Aberrant expression of microRNAs (miRNAs) is widely accepted to be involved in keratinocyte differentiation and to be dependent on activation of the protein kinase C (PKC) pathway. However, the miRNA profiles and biological characteristics of keratinocytes induced by specific inhibitors of PKC have yet to be elucidated. The present study aimed to explore the differential miRNA expression profiles in keratinocytes treated with the PKC inhibitor GF109203X, by conducting a bioinformatics analysis.

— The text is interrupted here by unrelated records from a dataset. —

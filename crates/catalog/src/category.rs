use chrono::{DateTime, Utc};
use serde::{Deserialize, Serialize};

use stockpilot_core::{Aggregate, AggregateRoot, AggregateId, DomainError, TenantId};
use stockpilot_events::Event;

/// Category identifier (tenant-scoped via `tenant_id` fields in events/commands).
#[derive(Debug, Copy, Clone, PartialEq, Eq, Hash, Serialize, Deserialize)]
#[serde(transparent)]
pub struct CategoryId(pub AggregateId);

impl CategoryId {
    pub fn new(id: AggregateId) -> Self {
        Self(id)
    }
}

impl core::fmt::Display for CategoryId {
    fn fmt(&self, f: &mut core::fmt::Formatter<'_>) -> core::fmt::Result {
        core::fmt::Display::fmt(&self.0, f)
    }
}

/// Category status lifecycle.
#[derive(Debug, Clone, Copy, PartialEq, Eq, Serialize, Deserialize)]
#[serde(rename_all = "lowercase")]
pub enum CategoryStatus {
    Active,
    Archived,
}

const MAX_NAME_LEN: usize = 80;

/// Aggregate root: Category.
#[derive(Debug, Clone, PartialEq, Eq)]
pub struct Category {
    id: CategoryId,
    tenant_id: Option<TenantId>,
    name: String,
    description: String,
    status: CategoryStatus,
    version: u64,
    created: bool,
}

impl Category {
    /// Create an empty, not-yet-created aggregate instance for rehydration.
    pub fn empty(id: CategoryId) -> Self {
        Self {
            id,
            tenant_id: None,
            name: String::new(),
            description: String::new(),
            status: CategoryStatus::Active,
            version: 0,
            created: false,
        }
    }

    pub fn id_typed(&self) -> CategoryId {
        self.id
    }

    pub fn tenant_id(&self) -> Option<TenantId> {
        self.tenant_id
    }

    pub fn name(&self) -> &str {
        &self.name
    }

    pub fn description(&self) -> &str {
        &self.description
    }

    pub fn status(&self) -> CategoryStatus {
        self.status
    }
}

impl AggregateRoot for Category {
    type Id = CategoryId;

    fn id(&self) -> &Self::Id {
        &self.id
    }

    fn version(&self) -> u64 {
        self.version
    }
}

/// Command: CreateCategory.
#[derive(Debug, Clone, PartialEq, Eq, Serialize, Deserialize)]
pub struct CreateCategory {
    pub tenant_id: TenantId,
    pub category_id: CategoryId,
    pub name: String,
    pub description: String,
    pub occurred_at: DateTime<Utc>,
}

/// Command: RenameCategory.
#[derive(Debug, Clone, PartialEq, Eq, Serialize, Deserialize)]
pub struct RenameCategory {
    pub tenant_id: TenantId,
    pub category_id: CategoryId,
    pub name: String,
    pub occurred_at: DateTime<Utc>,
}

/// Command: ArchiveCategory.
#[derive(Debug, Clone, PartialEq, Eq, Serialize, Deserialize)]
pub struct ArchiveCategory {
    pub tenant_id: TenantId,
    pub category_id: CategoryId,
    pub occurred_at: DateTime<Utc>,
}

#[derive(Debug, Clone, PartialEq, Eq, Serialize, Deserialize)]
pub enum CategoryCommand {
    CreateCategory(CreateCategory),
    RenameCategory(RenameCategory),
    ArchiveCategory(ArchiveCategory),
}

/// Event: CategoryCreated.
#[derive(Debug, Clone, PartialEq, Eq, Serialize, Deserialize)]
pub struct CategoryCreated {
    pub tenant_id: TenantId,
    pub category_id: CategoryId,
    pub name: String,
    pub description: String,
    pub occurred_at: DateTime<Utc>,
}

/// Event: CategoryRenamed.
#[derive(Debug, Clone, PartialEq, Eq, Serialize, Deserialize)]
pub struct CategoryRenamed {
    pub tenant_id: TenantId,
    pub category_id: CategoryId,
    pub name: String,
    pub occurred_at: DateTime<Utc>,
}

/// Event: CategoryArchived.
#[derive(Debug, Clone, PartialEq, Eq, Serialize, Deserialize)]
pub struct CategoryArchived {
    pub tenant_id: TenantId,
    pub category_id: CategoryId,
    pub occurred_at: DateTime<Utc>,
}

#[derive(Debug, Clone, PartialEq, Eq, Serialize, Deserialize)]
pub enum CategoryEvent {
    CategoryCreated(CategoryCreated),
    CategoryRenamed(CategoryRenamed),
    CategoryArchived(CategoryArchived),
}

impl Event for CategoryEvent {
    fn event_type(&self) -> &'static str {
        match self {
            CategoryEvent::CategoryCreated(_) => "catalog.category.created",
            CategoryEvent::CategoryRenamed(_) => "catalog.category.renamed",
            CategoryEvent::CategoryArchived(_) => "catalog.category.archived",
        }
    }

    fn version(&self) -> u32 {
        1
    }

    fn occurred_at(&self) -> DateTime<Utc> {
        match self {
            CategoryEvent::CategoryCreated(e) => e.occurred_at,
            CategoryEvent::CategoryRenamed(e) => e.occurred_at,
            CategoryEvent::CategoryArchived(e) => e.occurred_at,
        }
    }
}

impl Aggregate for Category {
    type Command = CategoryCommand;
    type Event = CategoryEvent;
    type Error = DomainError;

    fn apply(&mut self, event: &Self::Event) {
        match event {
            CategoryEvent::CategoryCreated(e) => {
                self.id = e.category_id;
                self.tenant_id = Some(e.tenant_id);
                self.name = e.name.clone();
                self.description = e.description.clone();
                self.status = CategoryStatus::Active;
                self.created = true;
            }
            CategoryEvent::CategoryRenamed(e) => {
                self.name = e.name.clone();
            }
            CategoryEvent::CategoryArchived(_) => {
                self.status = CategoryStatus::Archived;
            }
        }

        // Deterministic version tracking: +1 per applied event.
        self.version += 1;
    }

    fn handle(&self, command: &Self::Command) -> Result<Vec<Self::Event>, Self::Error> {
        match command {
            CategoryCommand::CreateCategory(cmd) => self.handle_create(cmd),
            CategoryCommand::RenameCategory(cmd) => self.handle_rename(cmd),
            CategoryCommand::ArchiveCategory(cmd) => self.handle_archive(cmd),
        }
    }
}

impl Category {
    fn ensure_tenant(&self, tenant_id: TenantId) -> Result<(), DomainError> {
        if !self.created {
            return Ok(());
        }
        if self.tenant_id != Some(tenant_id) {
            return Err(DomainError::invariant("tenant mismatch"));
        }
        Ok(())
    }

    fn ensure_category_id(&self, category_id: CategoryId) -> Result<(), DomainError> {
        if self.id != category_id {
            return Err(DomainError::invariant("category_id mismatch"));
        }
        Ok(())
    }

    fn validate_name(name: &str) -> Result<(), DomainError> {
        if name.trim().is_empty() {
            return Err(DomainError::validation("name cannot be empty"));
        }
        if name.len() > MAX_NAME_LEN {
            return Err(DomainError::validation("name must be at most 80 characters"));
        }
        Ok(())
    }

    fn handle_create(&self, cmd: &CreateCategory) -> Result<Vec<CategoryEvent>, DomainError> {
        if self.created {
            return Err(DomainError::conflict("category already exists"));
        }

        Self::validate_name(&cmd.name)?;

        Ok(vec![CategoryEvent::CategoryCreated(CategoryCreated {
            tenant_id: cmd.tenant_id,
            category_id: cmd.category_id,
            name: cmd.name.clone(),
            description: cmd.description.clone(),
            occurred_at: cmd.occurred_at,
        })])
    }

    fn handle_rename(&self, cmd: &RenameCategory) -> Result<Vec<CategoryEvent>, DomainError> {
        if !self.created {
            return Err(DomainError::not_found());
        }
        self.ensure_tenant(cmd.tenant_id)?;
        self.ensure_category_id(cmd.category_id)?;

        if self.status == CategoryStatus::Archived {
            return Err(DomainError::invariant("archived categories cannot be renamed"));
        }

        Self::validate_name(&cmd.name)?;

        if self.name == cmd.name {
            return Err(DomainError::conflict("category already has this name"));
        }

        Ok(vec![CategoryEvent::CategoryRenamed(CategoryRenamed {
            tenant_id: cmd.tenant_id,
            category_id: cmd.category_id,
            name: cmd.name.clone(),
            occurred_at: cmd.occurred_at,
        })])
    }

    fn handle_archive(&self, cmd: &ArchiveCategory) -> Result<Vec<CategoryEvent>, DomainError> {
        if !self.created {
            return Err(DomainError::not_found());
        }
        self.ensure_tenant(cmd.tenant_id)?;
        self.ensure_category_id(cmd.category_id)?;

        if self.status == CategoryStatus::Archived {
            return Err(DomainError::conflict("category is already archived"));
        }

        Ok(vec![CategoryEvent::CategoryArchived(CategoryArchived {
            tenant_id: cmd.tenant_id,
            category_id: cmd.category_id,
            occurred_at: cmd.occurred_at,
        })])
    }
}

#[cfg(test)]
mod tests {
    use super::*;
    use stockpilot_core::AggregateId;

    fn test_tenant_id() -> TenantId {
        TenantId::new()
    }

    fn test_category_id() -> CategoryId {
        CategoryId::new(AggregateId::new())
    }

    fn test_time() -> DateTime<Utc> {
        Utc::now()
    }

    fn created_category(tenant_id: TenantId, category_id: CategoryId) -> Category {
        let mut category = Category::empty(category_id);
        let cmd = CreateCategory {
            tenant_id,
            category_id,
            name: "Fasteners".to_string(),
            description: "Bolts, nuts and screws".to_string(),
            occurred_at: test_time(),
        };
        let events = category.handle(&CategoryCommand::CreateCategory(cmd)).unwrap();
        category.apply(&events[0]);
        category
    }

    #[test]
    fn create_category_emits_category_created_event() {
        let category = Category::empty(test_category_id());
        let tenant_id = test_tenant_id();
        let category_id = test_category_id();
        let cmd = CreateCategory {
            tenant_id,
            category_id,
            name: "Fasteners".to_string(),
            description: "Bolts, nuts and screws".to_string(),
            occurred_at: test_time(),
        };

        let events = category.handle(&CategoryCommand::CreateCategory(cmd)).unwrap();
        assert_eq!(events.len(), 1);

        match &events[0] {
            CategoryEvent::CategoryCreated(e) => {
                assert_eq!(e.tenant_id, tenant_id);
                assert_eq!(e.category_id, category_id);
                assert_eq!(e.name, "Fasteners");
            }
            _ => panic!("Expected CategoryCreated event"),
        }
    }

    #[test]
    fn create_category_rejects_empty_name() {
        let category = Category::empty(test_category_id());
        let cmd = CreateCategory {
            tenant_id: test_tenant_id(),
            category_id: test_category_id(),
            name: " ".to_string(),
            description: String::new(),
            occurred_at: test_time(),
        };

        let err = category.handle(&CategoryCommand::CreateCategory(cmd)).unwrap_err();
        match err {
            DomainError::Validation(_) => {}
            _ => panic!("Expected Validation error for empty name"),
        }
    }

    #[test]
    fn create_category_rejects_overlong_name() {
        let category = Category::empty(test_category_id());
        let cmd = CreateCategory {
            tenant_id: test_tenant_id(),
            category_id: test_category_id(),
            name: "x".repeat(81),
            description: String::new(),
            occurred_at: test_time(),
        };

        let err = category.handle(&CategoryCommand::CreateCategory(cmd)).unwrap_err();
        match err {
            DomainError::Validation(msg) => assert!(msg.contains("80")),
            _ => panic!("Expected Validation error for overlong name"),
        }
    }

    #[test]
    fn rename_category_changes_the_name() {
        let tenant_id = test_tenant_id();
        let category_id = test_category_id();
        let mut category = created_category(tenant_id, category_id);

        let cmd = RenameCategory {
            tenant_id,
            category_id,
            name: "Hardware".to_string(),
            occurred_at: test_time(),
        };

        let events = category.handle(&CategoryCommand::RenameCategory(cmd)).unwrap();
        category.apply(&events[0]);
        assert_eq!(category.name(), "Hardware");
        assert_eq!(category.version(), 2);
    }

    #[test]
    fn rename_category_rejects_unchanged_name() {
        let tenant_id = test_tenant_id();
        let category_id = test_category_id();
        let category = created_category(tenant_id, category_id);

        let cmd = RenameCategory {
            tenant_id,
            category_id,
            name: "Fasteners".to_string(),
            occurred_at: test_time(),
        };

        let err = category.handle(&CategoryCommand::RenameCategory(cmd)).unwrap_err();
        match err {
            DomainError::Conflict(_) => {}
            _ => panic!("Expected Conflict error for unchanged name"),
        }
    }

    #[test]
    fn archive_category_updates_status() {
        let tenant_id = test_tenant_id();
        let category_id = test_category_id();
        let mut category = created_category(tenant_id, category_id);

        let cmd = ArchiveCategory {
            tenant_id,
            category_id,
            occurred_at: test_time(),
        };

        let events = category.handle(&CategoryCommand::ArchiveCategory(cmd)).unwrap();
        category.apply(&events[0]);
        assert_eq!(category.status(), CategoryStatus::Archived);
    }

    #[test]
    fn archived_category_rejects_rename() {
        let tenant_id = test_tenant_id();
        let category_id = test_category_id();
        let mut category = created_category(tenant_id, category_id);

        let archive = ArchiveCategory {
            tenant_id,
            category_id,
            occurred_at: test_time(),
        };
        let events = category.handle(&CategoryCommand::ArchiveCategory(archive)).unwrap();
        category.apply(&events[0]);

        let rename = RenameCategory {
            tenant_id,
            category_id,
            name: "Hardware".to_string(),
            occurred_at: test_time(),
        };
        let err = category.handle(&CategoryCommand::RenameCategory(rename)).unwrap_err();
        match err {
            DomainError::InvariantViolation(msg) => assert!(msg.contains("archived")),
            _ => panic!("Expected InvariantViolation for rename on archived category"),
        }
    }

    #[test]
    fn commands_reject_wrong_tenant() {
        let tenant_id = test_tenant_id();
        let category_id = test_category_id();
        let category = created_category(tenant_id, category_id);

        let cmd = ArchiveCategory {
            tenant_id: test_tenant_id(),
            category_id,
            occurred_at: test_time(),
        };

        let err = category.handle(&CategoryCommand::ArchiveCategory(cmd)).unwrap_err();
        match err {
            DomainError::InvariantViolation(_) => {}
            _ => panic!("Expected InvariantViolation error for tenant mismatch"),
        }
    }

    #[test]
    fn commands_reject_non_existent_category() {
        let category = Category::empty(test_category_id());
        let cmd = RenameCategory {
            tenant_id: test_tenant_id(),
            category_id: test_category_id(),
            name: "Hardware".to_string(),
            occurred_at: test_time(),
        };

        let err = category.handle(&CategoryCommand::RenameCategory(cmd)).unwrap_err();
        match err {
            DomainError::NotFound => {}
            _ => panic!("Expected NotFound error for non-existent category"),
        }
    }
}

Parts of the GF109203X‑induced keratinocytes formed distinct clones after 2 days of culture, and the expression of intergrin β1, cytokeratin (CK)19 and CK14 were positive, whereas CK10 expression was negative. A total of 79 miRNAs were differentially expressed in keratinocytes treated with GF109203X, among which 45 miRNAs were upregulated and 34 were downregulated. The significantly upregulated microRNAs includedhsa‑miR‑1‑3p and miR‑181c‑5p, whereas hsa‑miR‑31‑5p and hsa‑let‑7c‑3p were significantly downregulated. In addition, the results of reverse transcription‑quantitative polymerase chain reaction exhibited consistency with the microarray results. An enrichment analysis demonstrated that certain target genes of the differentially expressed miRNAs serve an important role in cell proliferation and differentiation, cell cycle progression and apoptosis, etc. These results revealed that GF109203X induced the differential expression of certain miRNAs when keratinocytes began showing the characteristics of epidermal‑like stem cells, which may provide a novel approach for wound healing and regeneration of skin tissues.